Posted in musings by dingodonkey on August 27, 2009

I have to make a public confession — I’m irrationally clinging to a belief. My only excuse is that I just don’t know better.

Just about everything we know about how people thought about abstractions in the past comes from the things those people wrote. But there weren’t always a lot of writers.  To be a writer, you had to already be a pretty exceptional person. And most of the stuff those people wrote is lost to time, often because it was simply garbage. So what remains is really just not a fair sample. So if I want to know how people in the 18th Century thought about one another, the best I can do is read some period literature and try to learn about the authors and try to divine how well the authors themselves understood people. If they did a good job, their characters might actually be reliable.

But that’s total crap. There’s just no way to do that. Besides, my irrational belief has to do with something that is inevitably colored by the author.
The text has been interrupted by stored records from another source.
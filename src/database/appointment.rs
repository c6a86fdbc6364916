use crate::auth::require_session;
use crate::database::local_repository::{LocalRepository, new_id};
use crate::error::app_error::AppError;
use crate::models::appointment::{Appointment, AppointmentRequest, AppointmentStatus};
use crate::models::user::User;
use crate::storage::StorageBackend;
use tracing::{debug, info};
use validator::Validate;

impl<S: StorageBackend> LocalRepository<S> {
    /// Books an appointment on behalf of `acting_user`.
    ///
    /// The doctor is stored by name; later doctor edits do not touch existing bookings.
    pub fn create_appointment(&mut self, request: &AppointmentRequest, acting_user: Option<&User>) -> Result<Appointment, AppError> {
        let user = require_session(acting_user)?;
        request.validate()?;

        let appointment = Appointment {
            id: new_id(),
            user_id: user.id.clone(),
            date: request.date.clone(),
            time: request.time.clone(),
            specialty: request.specialty.clone(),
            doctor: request.doctor.clone(),
            status: AppointmentStatus::Upcoming,
        };

        self.appointments.push(appointment.clone());
        self.persist_appointments()?;

        info!(appointment_id = %appointment.id, user_id = %appointment.user_id, date = %appointment.date, "appointment created");
        Ok(appointment)
    }

    pub fn delete_appointment(&mut self, id: &str) -> Result<(), AppError> {
        let before = self.appointments.len();
        self.appointments.retain(|a| a.id != id);

        if self.appointments.len() == before {
            debug!(appointment_id = %id, "appointment not found, nothing to delete");
        } else {
            info!(appointment_id = %id, "appointment cancelled");
        }

        self.persist_appointments()
    }
}
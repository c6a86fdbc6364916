use smile_store::service::catalog::{approved_testimonials, pending_testimonials, specialties};
use smile_store::{Config, init_tracing, open_repository};
use std::process::ExitCode;
use tracing::{error, info};

fn main() -> ExitCode {
    dotenvy::dotenv().ok();

    let config = match Config::load() {
        Ok(config) => config,
        Err(e) => {
            eprintln!("failed to load configuration: {}", e);
            return ExitCode::FAILURE;
        }
    };

    init_tracing(&config.logging.level, config.logging.json_format);

    let repository = match open_repository(&config) {
        Ok(repository) => repository,
        Err(e) => {
            error!(error = ?e, "failed to open local repository");
            return ExitCode::FAILURE;
        }
    };

    info!(
        backend = ?config.storage.backend,
        data_dir = %config.storage.data_dir.display(),
        specialties = ?specialties(repository.doctors()),
        published_testimonials = approved_testimonials(repository.testimonials()).len(),
        pending_testimonials = pending_testimonials(repository.testimonials()).len(),
        session = repository.current_user().map(|u| u.email.as_str()).unwrap_or("none"),
        "smile store ready"
    );

    ExitCode::SUCCESS
}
See, I think that in the 18th Century, people were better at describing personality, character, human nature, all that stuff that I have so much trouble describing that I can’t even label appropriately in this very sentence. And those vastly superior descriptions surely came from vastly superior understanding. Subtleties of character, moral nuance, all that jazz? No problem. People just got that stuff.

But come on. Of course the great authors of all time got that stuff, that’s no great insight. Even though most people I encounter in daily life (myself included) don’t, there’s no reason to believe that it’s because we’ve lost something. No reason at all.

But I’m still convinced that we have.